Your objective:
If a line in the listing below has the string "listed", copy it out.

Material for this exercise:
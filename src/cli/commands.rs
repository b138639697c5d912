use crate::app::{AppContext, Result, WartaError};
use crate::domain::{format_published, Article};
use crate::editorial::{partition, quick_filter, sort_by_published_at, SortOrder};
use crate::search::{SearchResults, SearchStatus};

pub async fn home(ctx: &AppContext, term: &str, open: Option<usize>) -> Result<()> {
    let results = ctx.search.home(term).await;
    report_failure(&results);

    // The home term also narrows what came back to exact title or
    // description matches.
    let shown = quick_filter(&results.articles, term);
    let layout = partition(&shown);
    if layout.is_empty() {
        println!("No articles for \"{}\"", results.term);
        return Ok(());
    }

    let sections: [(&str, Vec<&Article>); 4] = [
        ("Headline", layout.hero1.into_iter().copied().collect()),
        ("More stories", layout.secondary1.to_vec()),
        ("Also today", layout.secondary2.to_vec()),
        ("Featured", layout.hero2.into_iter().copied().collect()),
    ];

    let mut number = 0;
    for (heading, articles) in sections.iter().filter(|(_, a)| !a.is_empty()) {
        println!("== {} ==", heading);
        for article in articles {
            number += 1;
            print_article(number, article);
        }
    }

    if let Some(n) = open {
        let placed: Vec<&Article> = layout.iter().copied().collect();
        open_numbered(ctx, &placed, n)?;
    }

    Ok(())
}

pub async fn search(
    ctx: &AppContext,
    query: &str,
    sort: SortOrder,
    open: Option<usize>,
) -> Result<()> {
    let Some(mut results) = ctx.search.search_view(query).await else {
        println!("Nothing to search for");
        return Ok(());
    };
    report_failure(&results);

    sort_by_published_at(&mut results.articles, sort);

    println!(
        "Results for \"{}\" ({} articles, {} first)",
        query,
        results.articles.len(),
        sort.label().to_lowercase()
    );
    for (i, article) in results.articles.iter().enumerate() {
        print_article(i + 1, article);
    }

    if let Some(n) = open {
        let listed: Vec<&Article> = results.articles.iter().collect();
        open_numbered(ctx, &listed, n)?;
    }

    Ok(())
}

pub fn history(ctx: &AppContext) -> Result<()> {
    let saved = ctx.bookmarks.list_all();

    if saved.is_empty() {
        println!("No history");
        return Ok(());
    }

    for (i, article) in saved.iter().enumerate() {
        println!("{:>3}. {}\n     {}", i + 1, article.title, article.url);
    }

    Ok(())
}

fn print_article(number: usize, article: &Article) {
    println!("{:>3}. {}", number, article.title);
    if !article.description.is_empty() {
        println!("     {}", article.description);
    }
    println!(
        "     {} - {}",
        article.display_author(),
        format_published(&article.published_at)
    );
    if !article.source_name().is_empty() {
        println!("     {}", article.source_name());
    }
}

fn open_numbered(ctx: &AppContext, articles: &[&Article], number: usize) -> Result<()> {
    let article = number
        .checked_sub(1)
        .and_then(|i| articles.get(i))
        .ok_or_else(|| WartaError::Other(format!("No article numbered {}", number)))?;

    ctx.open_article(article)?;
    println!("Opened {}", article.url);
    Ok(())
}

fn report_failure(results: &SearchResults) {
    if let SearchStatus::Failed(reason) = &results.status {
        eprintln!("Search for \"{}\" failed: {}", results.term, reason);
    }
}
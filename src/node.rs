//! A cluster of one node, reached over a single connection.
//!
//! Operations are queued and exchanged one at a time, in submission order, by a task that owns
//! the connection. The connection may be a TCP stream or anything else that reads and writes
//! bytes, such as one end of [`tokio::io::duplex`].

use crate::cluster::Cluster;
use crate::codec::{framed, read_frame, write_frame, FramedConnection};
use crate::config::NodeOptions;
use crate::error::Error;
use crate::operation::{Progress, WireOperation};
use crate::tracing_shim::{debug, debug_span, error, trace, Instrument as _};
use tokio::io::{AsyncRead, AsyncWrite};
use tokio::net::{TcpStream, ToSocketAddrs};
use tokio::sync::mpsc::{self, UnboundedReceiver, UnboundedSender};
use tokio::time;

/// A [`Cluster`] sending every operation to the same node.
///
/// Dropping the last handle lets queued operations finish, then closes the connection.
#[derive(Debug, Clone)]
pub struct Node {
    tx: UnboundedSender<Box<dyn WireOperation>>,
    options: NodeOptions,
}

impl Node {
    /// Connect to the node at `addr`.
    ///
    /// Must be called within a tokio runtime, which then drives the connection.
    #[cfg_attr(feature = "tracing", tracing::instrument(skip_all))]
    pub async fn connect<A>(addr: A, options: NodeOptions) -> Result<Self, Error>
    where
        A: ToSocketAddrs,
    {
        let stream = time::timeout(options.connect_timeout(), TcpStream::connect(addr))
            .await
            .map_err(|_| {
                Error::transport(format!(
                    "no connection within {:?}",
                    options.connect_timeout()
                ))
            })??;
        stream.set_nodelay(true)?;
        debug!(peer = ?stream.peer_addr().ok(), "connected to node");
        Ok(Self::from_stream(stream, options))
    }

    /// Exchange operations over an established connection.
    ///
    /// Must be called within a tokio runtime, which then drives the connection.
    pub fn from_stream<S>(stream: S, options: NodeOptions) -> Self
    where
        S: AsyncRead + AsyncWrite + Unpin + Send + 'static,
    {
        let (tx, rx) = mpsc::unbounded_channel();
        let _handle = tokio::spawn(run(stream, rx, options).instrument(debug_span!("node")));
        Self { tx, options }
    }

    /// The options the node was created with.
    #[inline]
    pub const fn options(&self) -> &NodeOptions {
        &self.options
    }
}

impl Cluster for Node {
    fn submit(&self, operation: Box<dyn WireOperation>) {
        trace!(operation = operation.name(), "operation queued");
        if let Err(mpsc::error::SendError(mut operation)) = self.tx.send(operation) {
            operation.on_failure(Error::transport("connection to node is closed"));
        }
    }
}

/// Exchange queued operations until every handle is gone or the connection fails, then fail
/// whatever is still queued.
async fn run<S>(
    stream: S,
    mut rx: UnboundedReceiver<Box<dyn WireOperation>>,
    options: NodeOptions,
) where
    S: AsyncRead + AsyncWrite + Unpin,
{
    let mut connection = framed(stream);
    let failure = loop {
        let Some(mut operation) = rx.recv().await else {
            break Error::transport("node handle dropped");
        };
        if operation.is_finished() {
            trace!(operation = operation.name(), "skipping operation cancelled before sending");
            continue;
        }

        let timeout = operation
            .request()
            .timeout()
            .unwrap_or_else(|| options.default_operation_timeout());
        let exchanged = time::timeout(timeout, exchange(&mut connection, operation.as_mut())).await;
        match exchanged {
            Ok(Ok(())) => {}
            Ok(Err(err)) => {
                error!(operation = operation.name(), %err, "connection failed");
                operation.on_failure(err.clone());
                break err;
            }
            Err(_elapsed) => {
                debug!(operation = operation.name(), ?timeout, "operation timed out");
                operation.on_failure(Error::transport(format!(
                    "operation timed out after {timeout:?}"
                )));
                // The rest of its response may still arrive, so the connection is unusable.
                break Error::transport("connection abandoned after an operation timed out");
            }
        }
    };

    rx.close();
    while let Ok(mut operation) = rx.try_recv() {
        operation.on_failure(failure.clone());
    }
}

/// Send the request of `operation` and deliver response frames to it until it is done.
///
/// Fails if the connection cannot carry another exchange afterwards.
async fn exchange<S>(
    connection: &mut FramedConnection<S>,
    operation: &mut dyn WireOperation,
) -> Result<(), Error>
where
    S: AsyncRead + AsyncWrite + Unpin,
{
    let request = operation.request();
    debug!(
        operation = operation.name(),
        code = request.code(),
        "sending request"
    );
    write_frame(connection, request.code(), request.payload()).await?;

    loop {
        let Some(frame) = read_frame(connection).await? else {
            return Err(Error::transport("connection closed by node"));
        };
        match operation.on_message(frame) {
            Progress::Continue => {}
            Progress::Done => return Ok(()),
            Progress::Abandon => {
                return Err(Error::transport(
                    "connection abandoned after an unreadable response",
                ));
            }
        }
    }
}
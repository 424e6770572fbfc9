//! A command-line client for listing buckets and fetching time-series rows from a Riak node.
//!
//! For usage, run `cargo run --features binary -- --help`. Set `RUST_LOG` to see what the client
//! does.

mod cli;

use crate::cli::{Args, Command};
use clap::Parser as _;
use riak_async::commands::{FetchRow, ListBuckets};
use riak_async::operations::{list_buckets, ts};
use riak_async::{Delivery, Node, NodeOptions};
use std::process::ExitCode;
use std::time::Duration;
use tracing_subscriber::filter::EnvFilter;
use tracing_subscriber::fmt::Layer;
use tracing_subscriber::prelude::*;

fn main() -> Result<ExitCode, Box<dyn std::error::Error>> {
    tracing_subscriber::registry()
        .with(
            Layer::new()
                .with_writer(std::io::stderr)
                .with_filter(EnvFilter::from_default_env()),
        )
        .init();

    let Args {
        addr,
        connect_timeout,
        command,
    } = Args::parse();

    let future = async {
        let options =
            NodeOptions::default().with_connect_timeout(Duration::from_millis(connect_timeout))?;
        let node = Node::connect(addr, options).await?;
        match command {
            Command::ListBuckets {
                bucket_type,
                stream,
                timeout,
            } => list(&node, bucket_type, stream, timeout).await,
            Command::TsFetch {
                table,
                key,
                timeout,
            } => fetch(&node, table, key, timeout).await,
        }
    };

    tokio::runtime::Builder::new_multi_thread()
        .enable_all()
        .build()?
        .block_on(future)
}

/// List buckets, writing one name per line to stdout.
#[allow(clippy::print_stdout)]
async fn list(
    node: &Node,
    bucket_type: Option<String>,
    stream: bool,
    timeout: Option<u64>,
) -> Result<ExitCode, Box<dyn std::error::Error>> {
    let mut builder = list_buckets::Builder::new().stream_results(stream);
    if let Some(bucket_type) = bucket_type {
        builder = builder.with_bucket_type(bucket_type)?;
    }
    if let Some(timeout) = timeout {
        builder = builder.with_timeout(Duration::from_millis(timeout))?;
    }
    let command = ListBuckets::new(builder);

    if !stream {
        for bucket in command.execute(node).await?.response {
            println!("{bucket}");
        }
        return Ok(ExitCode::SUCCESS);
    }

    let (future, mut results) = command.execute_streaming(node)?;
    loop {
        // Waiting on the queue blocks, so it happens off the async workers.
        let (returned, delivery) = tokio::task::spawn_blocking(move || {
            let delivery = results.recv();
            (results, delivery)
        })
        .await?;
        results = returned;

        match delivery {
            Delivery::Chunk(buckets) => {
                for bucket in buckets? {
                    println!("{bucket}");
                }
            }
            Delivery::Finished => break,
            Delivery::Failed(err) => return Err(err.into()),
        }
    }
    let _completed = future.await?;
    Ok(ExitCode::SUCCESS)
}

/// Fetch a row, writing its cells to stdout separated by tabs.
#[allow(clippy::print_stdout)]
async fn fetch(
    node: &Node,
    table: String,
    key: Vec<riak_async::timeseries::Cell>,
    timeout: Option<u64>,
) -> Result<ExitCode, Box<dyn std::error::Error>> {
    let mut builder = ts::fetch::Builder::new(table, key)?;
    if let Some(timeout) = timeout {
        builder = builder.with_timeout(Duration::from_millis(timeout))?;
    }

    let Some(row) = FetchRow::new(builder).execute(node).await?.response else {
        return Ok(ExitCode::FAILURE);
    };
    let line = row
        .cells()
        .iter()
        .map(ToString::to_string)
        .collect::<Vec<_>>()
        .join("\t");

    println!("{line}");
    Ok(ExitCode::SUCCESS)
}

Answer to this problem:
        let listed: Vec<&Article> = results.articles.iter().collect();
        open_numbered(ctx, &listed, n)?;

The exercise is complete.